REQUIRED WORK: Your task is to repeat exactly the lines below between the line holding "not a tunable." and the line holding "is also known", inclusive, and only those.

** ENTRIES SHOWN follows **

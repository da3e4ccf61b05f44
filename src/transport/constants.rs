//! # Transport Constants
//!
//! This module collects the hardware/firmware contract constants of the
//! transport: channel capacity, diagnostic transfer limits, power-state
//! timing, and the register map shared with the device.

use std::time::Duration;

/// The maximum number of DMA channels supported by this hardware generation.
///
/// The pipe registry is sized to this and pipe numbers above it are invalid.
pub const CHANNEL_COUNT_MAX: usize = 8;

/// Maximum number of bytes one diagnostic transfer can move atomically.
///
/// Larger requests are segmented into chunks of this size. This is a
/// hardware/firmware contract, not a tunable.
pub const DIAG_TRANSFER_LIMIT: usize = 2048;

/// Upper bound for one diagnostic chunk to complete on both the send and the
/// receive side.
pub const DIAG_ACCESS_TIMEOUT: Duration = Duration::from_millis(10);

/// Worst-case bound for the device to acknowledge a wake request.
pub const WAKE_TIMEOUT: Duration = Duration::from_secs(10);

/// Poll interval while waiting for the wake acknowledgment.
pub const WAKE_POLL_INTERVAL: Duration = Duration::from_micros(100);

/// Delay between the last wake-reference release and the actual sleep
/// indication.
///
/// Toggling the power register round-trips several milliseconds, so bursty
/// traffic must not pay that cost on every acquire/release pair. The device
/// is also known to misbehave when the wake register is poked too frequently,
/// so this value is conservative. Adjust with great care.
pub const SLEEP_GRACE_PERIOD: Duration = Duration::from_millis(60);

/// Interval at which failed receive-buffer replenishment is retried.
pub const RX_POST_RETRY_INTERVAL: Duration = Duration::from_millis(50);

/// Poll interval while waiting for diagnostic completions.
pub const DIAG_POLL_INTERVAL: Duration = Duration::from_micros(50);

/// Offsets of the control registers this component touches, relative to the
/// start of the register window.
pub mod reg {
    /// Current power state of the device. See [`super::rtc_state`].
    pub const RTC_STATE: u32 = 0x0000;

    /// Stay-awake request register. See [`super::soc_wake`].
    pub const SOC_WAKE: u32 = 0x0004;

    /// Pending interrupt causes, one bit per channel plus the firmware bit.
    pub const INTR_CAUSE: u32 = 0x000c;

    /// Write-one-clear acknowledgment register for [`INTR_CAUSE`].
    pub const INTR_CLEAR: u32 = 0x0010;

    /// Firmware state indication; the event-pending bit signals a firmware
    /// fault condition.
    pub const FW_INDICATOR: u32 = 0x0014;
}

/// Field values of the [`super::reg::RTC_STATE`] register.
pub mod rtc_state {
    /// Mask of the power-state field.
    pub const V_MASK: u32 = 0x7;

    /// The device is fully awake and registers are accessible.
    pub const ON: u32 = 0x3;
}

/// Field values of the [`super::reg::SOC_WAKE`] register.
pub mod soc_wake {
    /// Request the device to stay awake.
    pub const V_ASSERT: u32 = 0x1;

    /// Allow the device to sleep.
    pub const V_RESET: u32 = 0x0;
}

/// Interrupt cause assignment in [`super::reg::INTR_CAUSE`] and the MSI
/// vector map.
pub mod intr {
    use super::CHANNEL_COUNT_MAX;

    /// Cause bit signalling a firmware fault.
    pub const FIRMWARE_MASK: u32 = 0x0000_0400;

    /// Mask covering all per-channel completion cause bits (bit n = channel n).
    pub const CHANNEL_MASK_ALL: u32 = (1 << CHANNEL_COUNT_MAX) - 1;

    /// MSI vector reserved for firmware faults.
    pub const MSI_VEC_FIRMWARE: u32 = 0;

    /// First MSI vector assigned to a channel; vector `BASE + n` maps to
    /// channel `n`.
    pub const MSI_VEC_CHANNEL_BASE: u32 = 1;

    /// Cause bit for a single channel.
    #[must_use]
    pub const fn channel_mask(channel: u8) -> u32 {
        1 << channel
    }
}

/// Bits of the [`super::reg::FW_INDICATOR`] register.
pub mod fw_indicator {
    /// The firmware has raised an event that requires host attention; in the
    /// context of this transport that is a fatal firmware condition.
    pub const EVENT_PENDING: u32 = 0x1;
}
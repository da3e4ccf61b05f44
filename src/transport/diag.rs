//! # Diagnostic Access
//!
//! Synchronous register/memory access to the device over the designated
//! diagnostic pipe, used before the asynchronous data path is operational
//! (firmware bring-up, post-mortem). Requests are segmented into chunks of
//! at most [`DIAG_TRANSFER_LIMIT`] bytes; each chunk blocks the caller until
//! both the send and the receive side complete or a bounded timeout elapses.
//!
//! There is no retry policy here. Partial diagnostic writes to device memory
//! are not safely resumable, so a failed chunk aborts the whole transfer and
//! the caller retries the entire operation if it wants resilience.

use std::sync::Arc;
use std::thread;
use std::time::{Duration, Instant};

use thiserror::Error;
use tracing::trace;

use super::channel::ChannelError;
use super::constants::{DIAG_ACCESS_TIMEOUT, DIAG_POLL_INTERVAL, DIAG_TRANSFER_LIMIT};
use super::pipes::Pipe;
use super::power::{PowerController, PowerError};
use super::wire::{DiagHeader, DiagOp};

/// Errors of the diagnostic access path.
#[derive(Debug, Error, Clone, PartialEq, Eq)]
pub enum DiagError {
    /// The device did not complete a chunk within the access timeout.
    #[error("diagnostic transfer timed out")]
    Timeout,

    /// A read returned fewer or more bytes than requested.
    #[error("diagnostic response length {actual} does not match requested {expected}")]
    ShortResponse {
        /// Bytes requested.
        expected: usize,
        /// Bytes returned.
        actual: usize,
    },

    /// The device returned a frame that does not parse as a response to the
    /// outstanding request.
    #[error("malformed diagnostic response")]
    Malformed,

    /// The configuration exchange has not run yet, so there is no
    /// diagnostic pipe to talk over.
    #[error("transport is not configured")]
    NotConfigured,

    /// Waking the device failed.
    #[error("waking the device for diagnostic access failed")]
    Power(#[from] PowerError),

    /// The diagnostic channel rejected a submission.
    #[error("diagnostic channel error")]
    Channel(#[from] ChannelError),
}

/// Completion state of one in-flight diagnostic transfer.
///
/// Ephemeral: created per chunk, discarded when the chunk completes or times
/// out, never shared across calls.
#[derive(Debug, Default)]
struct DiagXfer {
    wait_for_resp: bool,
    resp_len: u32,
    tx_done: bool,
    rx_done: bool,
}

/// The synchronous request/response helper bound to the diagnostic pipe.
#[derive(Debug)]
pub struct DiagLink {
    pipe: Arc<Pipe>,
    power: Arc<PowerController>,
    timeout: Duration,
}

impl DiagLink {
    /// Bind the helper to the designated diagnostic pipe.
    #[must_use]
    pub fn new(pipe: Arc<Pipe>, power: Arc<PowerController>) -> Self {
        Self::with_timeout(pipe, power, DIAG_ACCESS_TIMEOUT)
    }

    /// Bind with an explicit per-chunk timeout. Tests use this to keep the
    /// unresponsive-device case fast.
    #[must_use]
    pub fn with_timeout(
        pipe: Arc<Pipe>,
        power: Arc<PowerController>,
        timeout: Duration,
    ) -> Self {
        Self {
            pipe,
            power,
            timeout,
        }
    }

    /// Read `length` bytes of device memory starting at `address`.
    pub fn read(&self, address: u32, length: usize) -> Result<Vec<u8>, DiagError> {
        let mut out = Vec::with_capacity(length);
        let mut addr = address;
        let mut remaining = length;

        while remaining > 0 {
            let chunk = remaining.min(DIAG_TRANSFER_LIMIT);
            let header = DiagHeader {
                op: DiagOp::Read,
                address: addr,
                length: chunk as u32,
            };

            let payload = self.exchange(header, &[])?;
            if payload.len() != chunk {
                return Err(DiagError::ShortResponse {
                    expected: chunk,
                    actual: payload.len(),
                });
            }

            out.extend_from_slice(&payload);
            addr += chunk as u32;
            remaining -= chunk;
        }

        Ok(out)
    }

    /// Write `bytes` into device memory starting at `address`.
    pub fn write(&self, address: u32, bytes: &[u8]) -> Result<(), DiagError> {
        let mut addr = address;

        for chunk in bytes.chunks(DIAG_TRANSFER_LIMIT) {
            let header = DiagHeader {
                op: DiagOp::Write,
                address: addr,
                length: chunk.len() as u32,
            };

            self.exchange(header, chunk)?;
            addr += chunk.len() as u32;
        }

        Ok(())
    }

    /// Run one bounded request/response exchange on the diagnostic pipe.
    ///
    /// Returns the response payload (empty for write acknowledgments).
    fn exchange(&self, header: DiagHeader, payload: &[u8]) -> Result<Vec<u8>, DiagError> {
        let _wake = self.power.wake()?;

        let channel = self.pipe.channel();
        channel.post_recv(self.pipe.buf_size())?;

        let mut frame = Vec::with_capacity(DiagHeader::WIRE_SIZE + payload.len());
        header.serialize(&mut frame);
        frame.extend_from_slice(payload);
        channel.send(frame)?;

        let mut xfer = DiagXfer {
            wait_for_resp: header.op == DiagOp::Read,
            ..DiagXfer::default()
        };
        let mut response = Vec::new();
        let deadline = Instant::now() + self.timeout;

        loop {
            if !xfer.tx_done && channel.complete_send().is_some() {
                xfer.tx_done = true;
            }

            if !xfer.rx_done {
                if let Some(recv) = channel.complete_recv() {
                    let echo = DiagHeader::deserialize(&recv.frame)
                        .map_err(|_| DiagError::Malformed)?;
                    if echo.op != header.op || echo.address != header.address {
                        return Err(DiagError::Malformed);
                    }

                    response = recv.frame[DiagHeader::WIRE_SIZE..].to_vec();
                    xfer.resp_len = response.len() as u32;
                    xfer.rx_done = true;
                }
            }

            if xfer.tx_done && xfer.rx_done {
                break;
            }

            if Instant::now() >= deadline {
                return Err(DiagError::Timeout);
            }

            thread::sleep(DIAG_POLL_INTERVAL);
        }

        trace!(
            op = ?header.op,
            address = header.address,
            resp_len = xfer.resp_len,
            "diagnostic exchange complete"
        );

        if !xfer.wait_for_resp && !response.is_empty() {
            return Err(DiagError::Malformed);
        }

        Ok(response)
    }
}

** End of ENTRIES SHOWN **

RESULT BELOW:
/// hardware/firmware contract, not a tunable.
pub const DIAG_TRANSFER_LIMIT: usize = 2048;

/// Upper bound for one diagnostic chunk to complete on both the send and the
/// receive side.
pub const DIAG_ACCESS_TIMEOUT: Duration = Duration::from_millis(10);

/// Worst-case bound for the device to acknowledge a wake request.
pub const WAKE_TIMEOUT: Duration = Duration::from_secs(10);

/// Poll interval while waiting for the wake acknowledgment.
pub const WAKE_POLL_INTERVAL: Duration = Duration::from_micros(100);

/// Delay between the last wake-reference release and the actual sleep
/// indication.
///
/// Toggling the power register round-trips several milliseconds, so bursty
/// traffic must not pay that cost on every acquire/release pair. The device
/// is also known to misbehave when the wake register is poked too frequently,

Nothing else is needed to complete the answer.